These embeddings look good.


  vectors = vstack(self.word_vec(word, use_norm=True) for word in used_words).astype(REAL)


In [0]:
import numpy as np

In [0]:
def question_to_vec(question, embeddings, dim=300):
    rslt = np.zeros((dim,), dtype=np.float32)
    k = 0
    for i in question.split():
        if i in embeddings:
            k += 1
            rslt += embeddings[i]
    if k == 0:
        resultat=rslt
    else:
        resultat= rslt/k
    
    return resultat
             

In [0]:
import nltk
nltk.download('stopwords')
from util import array_to_string

[nltk_data] Downloading package stopwords to /root/nltk_data...
[nltk_data]   Package stopwords is already up-to-date!




## Evaluation of text similarity

 
### Hits@K

The first simple metric will be a number of correct hits for some *K*:
$$ \text{Hits@K} = \frac{1}{N}\sum_{i=1}^N \, [dup_i \in topK(q_i)]$$

where $q_i$ is the i-th query, $dup_i$ is its duplicate, and topK($q_i$) is the top of the ranked sentences provided by our model.


### DCG@K
The second one is a simplified [DCG metric](https://en.wikipedia.org/wiki/Discounted_cumulative_gain):

$$ DCG = \frac{1}{N} \sum_{i=1}^N\frac{1}{\log_2(1+rank_{dup_i})}\cdot[rank_{dup_i} \le K] $$

where $rank_{dup_i}$ is a position of the duplicate in the sorted list of the nearest sentences for the query $q_i$. According this metric, the model gets a higher reward for a higher position of the correct answer. If the answer does not appear in topK at all, the reward is zero. 

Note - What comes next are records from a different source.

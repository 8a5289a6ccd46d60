//! The repeater: one rendered node per item, kept in item order.
//!
//! # Reconciliation
//!
//! ```text
//! apply(items) / flush()
//!       |
//!       v
//! check_unique(items)            // no side effects before this passes
//!       |
//!       v
//! classify(...)                  // create / update / remove callbacks,
//!       |                        // stale children removed
//!       v
//! reorder(...)                   // insert or evict, left to right
//!       |
//!       v
//! verify(...)                    // only with RepeaterConfig::verify_order
//! ```
//!
//! # Reentrancy
//!
//! Every operation takes `&mut self`, so a callback cannot call back into
//! the repeater that is running it.

use std::fmt::{self, Debug};
use std::hash::Hash;
use std::sync::Arc;

use crate::binding::SourceBinding;
use crate::classify::{check_unique, classify, Callbacks};
use crate::config::RepeaterConfig;
use crate::container::Container;
use crate::error::{RepeaterError, RepeaterResult};
use crate::registry::ItemRegistry;
use crate::reorder::{reorder, verify};
use crate::source::DataSource;
use crate::stats::ApplyStats;

// =============================================================================
// Builder
// =============================================================================

/// Builder for a [`Repeater`] with optional update and remove callbacks.
pub struct RepeaterBuilder<T, C: Container> {
    container: C,
    callbacks: Callbacks<T, C::Node>,
    config: RepeaterConfig,
}

impl<T, C: Container> RepeaterBuilder<T, C> {
    /// Run `update` whenever a node is reused for the same item.
    pub fn on_update(mut self, update: impl FnMut(&C::Node, &T) + 'static) -> Self {
        self.callbacks.update = Box::new(update);
        self
    }

    /// Run `remove` when an item is no longer requested and its node is
    /// about to be dropped.
    pub fn on_remove(mut self, remove: impl FnMut(&C::Node, &T) + 'static) -> Self {
        self.callbacks.remove = Box::new(remove);
        self
    }

    pub fn config(mut self, config: RepeaterConfig) -> Self {
        self.config = config;
        self
    }

    /// Finish building.
    ///
    /// Fails with [`RepeaterError::InvalidState`] if the container already
    /// has children.
    pub fn build(self) -> RepeaterResult<Repeater<T, C>>
    where
        T: Eq + Hash,
    {
        if !self.container.is_empty() {
            return Err(RepeaterError::InvalidState {
                children: self.container.len(),
            });
        }
        Ok(Repeater {
            container: self.container,
            registry: ItemRegistry::with_capacity(self.config.registry_capacity),
            callbacks: self.callbacks,
            binding: None,
            attached: false,
            config: self.config,
        })
    }
}

// =============================================================================
// Repeater
// =============================================================================

/// Keeps a container's children in sync with an item list.
///
/// Items need caller-defined `Eq + Hash` identity. Nodes are handles whose
/// `Eq + Hash` is handle identity; they are cloned into the container and
/// the registry, never rebuilt. A node created for an item is reused until
/// that item disappears from the requested list.
///
/// Items come either from [`apply`](Self::apply) or from a bound
/// [`DataSource`], pulled by the host through [`flush`](Self::flush).
pub struct Repeater<T, C: Container> {
    container: C,
    registry: ItemRegistry<T, C::Node>,
    callbacks: Callbacks<T, C::Node>,
    binding: Option<SourceBinding<T>>,
    attached: bool,
    config: RepeaterConfig,
}

impl<T, C: Container> Repeater<T, C> {
    /// Start building a repeater over an empty `container`.
    pub fn builder(
        container: C,
        create: impl FnMut(&T) -> C::Node + 'static,
    ) -> RepeaterBuilder<T, C> {
        RepeaterBuilder {
            container,
            callbacks: Callbacks::new(Box::new(create)),
            config: RepeaterConfig::default(),
        }
    }
}

impl<T, C> Repeater<T, C>
where
    T: Eq + Hash + Clone + Debug,
    C: Container,
    C::Node: Clone + Eq + Hash,
{
    /// Create a repeater with no update or remove callbacks.
    pub fn new(container: C, create: impl FnMut(&T) -> C::Node + 'static) -> RepeaterResult<Self> {
        Self::builder(container, create).build()
    }

    /// Show `items`, reusing nodes for items that were shown before.
    ///
    /// Unbinds any data source first. Fails with
    /// [`RepeaterError::DuplicateItem`] if an item appears twice, in which
    /// case nothing is changed.
    pub fn apply<I: IntoIterator<Item = T>>(&mut self, items: I) -> RepeaterResult<ApplyStats> {
        let items: Vec<T> = items.into_iter().collect();
        check_unique(&items)?;
        self.binding = None;
        self.reconcile(&items)
    }

    /// Show the items of `stream` once it ends.
    #[cfg(feature = "async")]
    pub async fn apply_stream<S>(&mut self, items: S) -> RepeaterResult<ApplyStats>
    where
        S: futures_util::Stream<Item = T>,
    {
        use futures_util::StreamExt;

        let items: Vec<T> = items.collect().await;
        self.apply(items)
    }

    /// Bind a data source, or unbind with `None`.
    ///
    /// A bound source is subscribed to while the repeater is attached; its
    /// items are pulled by [`flush`](Self::flush). Unbinding shows an empty
    /// list.
    pub fn bind_data_source(&mut self, source: Option<Arc<dyn DataSource<T>>>) -> RepeaterResult<()> {
        let Some(source) = source else {
            self.binding = None;
            self.reconcile(&[])?;
            return Ok(());
        };

        let mut binding = SourceBinding::new(source);
        if self.attached {
            binding.attach();
        }
        // Replacing the binding drops the old subscription
        self.binding = Some(binding);
        Ok(())
    }

    /// The container became visible: start listening to the data source.
    pub fn attach(&mut self) {
        self.attached = true;
        if let Some(binding) = &mut self.binding {
            binding.attach();
        }
    }

    /// The container went away: stop listening and drop pending refreshes.
    pub fn detach(&mut self) {
        self.attached = false;
        if let Some(binding) = &mut self.binding {
            binding.detach();
        }
    }

    /// Run the pending data source refresh, if any.
    ///
    /// Hosts call this once per processing cycle. However many change
    /// notifications arrived since the last flush, at most one
    /// reconciliation runs, against a fresh snapshot.
    pub fn flush(&mut self) -> RepeaterResult<Option<ApplyStats>> {
        let Some(items) = self.binding.as_ref().and_then(SourceBinding::take_refresh) else {
            return Ok(None);
        };
        check_unique(&items)?;
        self.reconcile(&items).map(Some)
    }

    fn reconcile(&mut self, items: &[T]) -> RepeaterResult<ApplyStats> {
        let mut stats = ApplyStats::default();
        let plan = classify(
            items,
            &mut self.registry,
            &mut self.container,
            &mut self.callbacks,
            &mut stats,
        )?;
        reorder(&mut self.container, &plan, &mut stats);
        if self.config.verify_order {
            verify(&self.container, &plan.targets)?;
        }

        log::debug!(
            "reconciled {} item(s): {} created, {} updated, {} removed, {} inserted, {} evicted",
            items.len(),
            stats.created,
            stats.updated,
            stats.removed,
            stats.inserted,
            stats.evicted,
        );
        Ok(stats)
    }
}

impl<T: Eq + Hash, C: Container> Repeater<T, C> {
    /// Node bound to `item`, if it is shown.
    pub fn node(&self, item: &T) -> Option<&C::Node> {
        self.registry.get(item)
    }

    /// Number of items shown.
    pub fn len(&self) -> usize {
        self.registry.len()
    }

    pub fn is_empty(&self) -> bool {
        self.registry.is_empty()
    }

    pub fn registry(&self) -> &ItemRegistry<T, C::Node> {
        &self.registry
    }

    pub fn container(&self) -> &C {
        &self.container
    }

    /// Mutable access to the container.
    ///
    /// Children added here are not bound to any item and are detached on the
    /// next reconciliation, without callbacks.
    pub fn container_mut(&mut self) -> &mut C {
        &mut self.container
    }

    /// Give the container back, dropping the registry and any binding.
    pub fn into_container(self) -> C {
        self.container
    }

    pub fn config(&self) -> &RepeaterConfig {
        &self.config
    }

    pub fn is_attached(&self) -> bool {
        self.attached
    }

    pub fn has_data_source(&self) -> bool {
        self.binding.is_some()
    }

    pub fn has_pending_refresh(&self) -> bool {
        self.binding.as_ref().is_some_and(SourceBinding::is_pending)
    }
}

impl<T: Debug, C: Container + Debug> Debug for Repeater<T, C>
where
    C::Node: Debug,
{
    fn fmt(&self, f: &mut fmt::Formatter<'_>) -> fmt::Result {
        f.debug_struct("Repeater")
            .field("container", &self.container)
            .field("registry", &self.registry)
            .field("binding", &self.binding)
            .field("attached", &self.attached)
            .field("config", &self.config)
            .finish_non_exhaustive()
    }
}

**HitsCount and DCGScore**  

In [0]:
def hits_count(best_ranks, k):
    mat=np.array([k])
    best_mat=np.array(best_ranks)
    return np.average(best_mat <= mat)

In [0]:
def dcg_score(dup_ranks, k):

    return np.average((np.array(dup_ranks) <= np.array([k]))*1./(np.log2(1. + np.array(dup_ranks))))


##  Pre-trained embeddings

In [0]:
validation =upload_corpus('/content/data/validation.tsv') 

In [0]:
from sklearn.metrics.pairwise import cosine_similarity

Using cosine distance to rank candidate questions which I need to implement in the function *rank_questions*. The function should return a sorted list of pairs *(initial position in candidates list, question)*. Index of some pair corresponds to its rank (the first is the best). For example, if the list of candidates was *[a, b, c]* and the most similar is *c*, than *a* and *b*, the functions should return a list *[(2, c), (0, a), (1, b)]*.


In [0]:
def rank_candidates(question, candidates, embeddings, dim=300):
    a = question_to_vec(question, embeddings, dim)[np.newaxis, :]
    b = np.array([question_to_vec(c, embeddings, dim) for c in candidates])
    resulat=[(e, candidates[e]) for e in np.argsort(cosine_similarity(a, b)[0])[::-1]]
    return resulat

Test the quality of the current approach.  

In [0]:
wv_ranking = []
for line in validation:
    q, *ex = line
    ranks = rank_candidates(q, ex, wv_embeddings)
    wv_ranking.append([r[0] for r in ranks].index(0) + 1)

In [0]:
for k in [1, 5, 10, 100, 500, 1000]:
    print("nDCG@%4d: %.3f | Hits@%4d: %.3f" % (k, dcg_score(wv_ranking, k), k, hits_count(wv_ranking, k)))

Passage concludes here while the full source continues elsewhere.